Some of the symptoms that are experience when dealing with autonomic neuropathy are a feeling of nausea, vomiting, not feeling hungry even when not having eaten, constipation, distended abdomen, inability to void [bladder dysfunction], bladder distention, diarrhea, dizziness, postural hypotension or motion intolerance.
Dr. Robert Johnson M.D.
PES Monthly Drug Update:
PES drug information does not endorse drugs, diagnose patients or recommend therapy. PES drug information is a reference resource designed as a supplement to, and not a substitute for, the expertise, skill, knowledge and judgment of healthcare practitioners in patient care. The absence of a warning for a given drug or drug combination in no way should be construed to indicate that the drug or drug combination is safe, effective or appropriate for any given patient.
PARKIN is a brand name for the generic drug combination of SULFAMETHOXAZOLE and TRIMETHOPRIM. It contains sulfa as an ingredient. The drug carries a warning against use in persons with the disease porphyria.
PLANUM is a brand name for the generic drug TEMAZEPAM. It belongs to the BENZODIAZEPINE class of drugs. The drug contains sulfates. The drug carries a warning against use in persons with the disease porphyria.
MOPRAL is a brand name for the generic drug OMEPRAZOLE. In clinical trials this drug was known to elevate liver functions. Some hepatic failure was noted. The drug is metabolized in the liver. Caution is listed for persons with liver impairment.
ANJAL is a brand name for the generic drug HYDROCHLOROTHIAZIDE TRIAMTERENE. It is classified as a dieuretic. It can cause liver enzyme abnormalities. It can also cause renal failure. This drug can also reduce levels of blood serum potassium essential to electrolyte balance. This drug also contains the ingredient of sulfate.

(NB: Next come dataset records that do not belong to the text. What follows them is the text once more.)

//! In-memory backend for tests and offline demos.
//!
//! Mints ids with `uuid`, records every call, can be told to fail a given
//! operation, and can hold responses behind a semaphore so callers can
//! observe in-flight state.

use std::collections::HashMap;
use std::sync::{Arc, Mutex, MutexGuard};

use async_trait::async_trait;
use chrono::Utc;
use tokio::sync::Semaphore;
use uuid::Uuid;

use super::client::BackendApi;
use super::error::ApiError;
use super::types::HealthStatus;
use crate::models::{
    ChatMessage, ChatReply, ChatRequest, ChatSessionSummary, DiagnosisRequest, DiagnosisResult,
    NewPatient, Patient, Sender, SeverityAssessment,
};
use crate::operations::OperationKind;

/// Recommendations returned when nothing better is known.
const DEFAULT_RECOMMENDATIONS: &[&str] = &[
    "Consult with a healthcare professional",
    "Monitor symptoms closely",
    "Follow up if symptoms worsen",
];

/// A call the mock received, with its request body.
#[derive(Debug, Clone, PartialEq)]
pub enum RecordedCall {
    ListPatients,
    CreatePatient(NewPatient),
    GetPatient(String),
    Diagnosis(DiagnosisRequest),
    PatientDiagnoses(String),
    Chat(ChatRequest),
    PatientChatSessions(String),
    ChatHistory(String),
    Health,
}

#[derive(Default)]
struct MockData {
    patients: Vec<Patient>,
    diagnoses: Vec<DiagnosisResult>,
    transcripts: HashMap<String, Vec<ChatMessage>>,
    session_owners: HashMap<String, String>,
    calls: Vec<RecordedCall>,
    failures: HashMap<OperationKind, ApiError>,
}

/// In-memory `BackendApi`.
#[derive(Default)]
pub struct MockBackend {
    data: Mutex<MockData>,
    gate: Option<Arc<Semaphore>>,
}

impl MockBackend {
    pub fn new() -> Self {
        Self::default()
    }

    /// Seed the patient store.
    pub fn with_patients(self, patients: Vec<Patient>) -> Self {
        self.lock().patients = patients;
        self
    }

    /// Hold every response until a permit is added to `gate`.
    pub fn with_gate(mut self, gate: Arc<Semaphore>) -> Self {
        self.gate = Some(gate);
        self
    }

    /// Make every call of `kind` fail with `error` until `recover`.
    pub fn fail(&self, kind: OperationKind, error: ApiError) {
        self.lock().failures.insert(kind, error);
    }

    pub fn recover(&self, kind: OperationKind) {
        self.lock().failures.remove(&kind);
    }

    pub fn calls(&self) -> Vec<RecordedCall> {
        self.lock().calls.clone()
    }

    pub fn patient_count(&self) -> usize {
        self.lock().patients.len()
    }

    fn lock(&self) -> MutexGuard<'_, MockData> {
        // A panic while holding this lock only happens inside a failing test.
        self.data.lock().unwrap_or_else(|poisoned| poisoned.into_inner())
    }

    async fn enter(&self, call: RecordedCall, kind: Option<OperationKind>) -> Result<(), ApiError> {
        self.lock().calls.push(call);
        if let Some(gate) = &self.gate {
            gate.acquire()
                .await
                .map_err(|_| ApiError::HttpClient("mock gate closed".into()))?
                .forget();
        }
        match kind.and_then(|k| self.lock().failures.get(&k).cloned()) {
            Some(err) => Err(err),
            None => Ok(()),
        }
    }

    fn find_patient(&self, patient_id: &str) -> Result<Patient, ApiError> {
        self.lock()
            .patients
            .iter()
            .find(|p| p.id == patient_id)
            .cloned()
            .ok_or_else(|| ApiError::NotFound("Patient not found".into()))
    }
}

#[async_trait]
impl BackendApi for MockBackend {
    async fn list_patients(&self) -> Result<Vec<Patient>, ApiError> {
        self.enter(RecordedCall::ListPatients, Some(OperationKind::ListPatients))
            .await?;
        Ok(self.lock().patients.clone())
    }

    async fn create_patient(&self, patient: &NewPatient) -> Result<Patient, ApiError> {
        self.enter(
            RecordedCall::CreatePatient(patient.clone()),
            Some(OperationKind::RegisterPatient),
        )
        .await?;
        let created = Patient {
            id: Uuid::new_v4().to_string(),
            name: patient.name.clone(),
            age: patient.age.into(),
            gender: patient.gender,
            email: patient.email.clone(),
            phone: patient.phone.clone(),
            medical_history: patient.medical_history.clone(),
            created_at: Some(Utc::now()),
        };
        self.lock().patients.push(created.clone());
        Ok(created)
    }

    async fn get_patient(&self, patient_id: &str) -> Result<Patient, ApiError> {
        self.enter(RecordedCall::GetPatient(patient_id.to_string()), None)
            .await?;
        self.find_patient(patient_id)
    }

    async fn request_diagnosis(
        &self,
        request: &DiagnosisRequest,
    ) -> Result<DiagnosisResult, ApiError> {
        self.enter(
            RecordedCall::Diagnosis(request.clone()),
            Some(OperationKind::SubmitDiagnosis),
        )
        .await?;
        self.find_patient(&request.patient_id)?;

        let peak = request.symptoms.iter().map(|s| s.severity).max().unwrap_or(0);
        let severity_assessment = match peak {
            0..=3 => SeverityAssessment::Low,
            4..=7 => SeverityAssessment::Moderate,
            _ => SeverityAssessment::High,
        };
        let listed: Vec<&str> = request.symptoms.iter().map(|s| s.description.as_str()).collect();
        let result = DiagnosisResult {
            id: Some(Uuid::new_v4().to_string()),
            patient_id: request.patient_id.clone(),
            created_at: Utc::now(),
            symptoms: request.symptoms.clone(),
            diagnosis: format!("Assessment of: {}", listed.join(", ")),
            recommendations: DEFAULT_RECOMMENDATIONS.iter().map(|r| r.to_string()).collect(),
            severity_assessment,
            follow_up_needed: true,
            session_id: Some(Uuid::new_v4().to_string()),
        };
        self.lock().diagnoses.push(result.clone());
        Ok(result)
    }

    async fn patient_diagnoses(&self, patient_id: &str) -> Result<Vec<DiagnosisResult>, ApiError> {
        self.enter(RecordedCall::PatientDiagnoses(patient_id.to_string()), None)
            .await?;
        let mut found: Vec<DiagnosisResult> = self
            .lock()
            .diagnoses
            .iter()
            .filter(|d| d.patient_id == patient_id)
            .cloned()
            .collect();
        found.sort_by(|a, b| b.created_at.cmp(&a.created_at));
        Ok(found)
    }

    async fn send_chat(&self, request: &ChatRequest) -> Result<ChatReply, ApiError> {
        self.enter(RecordedCall::Chat(request.clone()), Some(OperationKind::SendChat))
            .await?;
        self.find_patient(&request.patient_id)?;

        let session_id = request
            .session_id
            .clone()
            .unwrap_or_else(|| Uuid::new_v4().to_string());
        let ai_response = format!("Thanks for telling me: {}", request.message);

        let mut data = self.lock();
        data.session_owners
            .insert(session_id.clone(), request.patient_id.clone());
        let transcript = data.transcripts.entry(session_id.clone()).or_default();
        transcript.push(ChatMessage::now(Sender::Patient, request.message.clone()));
        transcript.push(ChatMessage::now(Sender::Ai, ai_response.clone()));

        Ok(ChatReply {
            session_id,
            ai_response,
            message: Some(request.message.clone()),
        })
    }

    async fn patient_chat_sessions(
        &self,
        patient_id: &str,
    ) -> Result<Vec<ChatSessionSummary>, ApiError> {
        self.enter(RecordedCall::PatientChatSessions(patient_id.to_string()), None)
            .await?;
        let data = self.lock();
        let mut sessions: Vec<ChatSessionSummary> = data
            .session_owners
            .iter()
            .filter(|(_, owner)| owner.as_str() == patient_id)
            .filter_map(|(session_id, _)| {
                let transcript = data.transcripts.get(session_id)?;
                Some(ChatSessionSummary {
                    session_id: session_id.clone(),
                    last_message: transcript.last()?.timestamp,
                    message_count: transcript.len() as u32,
                })
            })
            .collect();
        sessions.sort_by(|a, b| b.last_message.cmp(&a.last_message));
        Ok(sessions)
    }

    async fn chat_history(&self, session_id: &str) -> Result<Vec<ChatMessage>, ApiError> {
        self.enter(RecordedCall::ChatHistory(session_id.to_string()), None)
            .await?;
        Ok(self
            .lock()
            .transcripts
            .get(session_id)
            .cloned()
            .unwrap_or_default())
    }

    async fn health(&self) -> Result<HealthStatus, ApiError> {
        self.enter(RecordedCall::Health, None).await?;
        Ok(HealthStatus {
            status: "healthy".into(),
            service: Some("mock".into()),
        })
    }
}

TRAMOL is a brand name for the generic drug TRAMADOL. It is an analgesic. Seizures have been reported in patients receiving this drug. Respiratory depression may also occur. The drug is metabolized in the liver. Besides the possibility of seizures, paresthesia, cognitive dysfunction, hallucinations, tremor, amnesia, difficulty in concentration, abnormal gait, and depression have occurred in the central nervous system.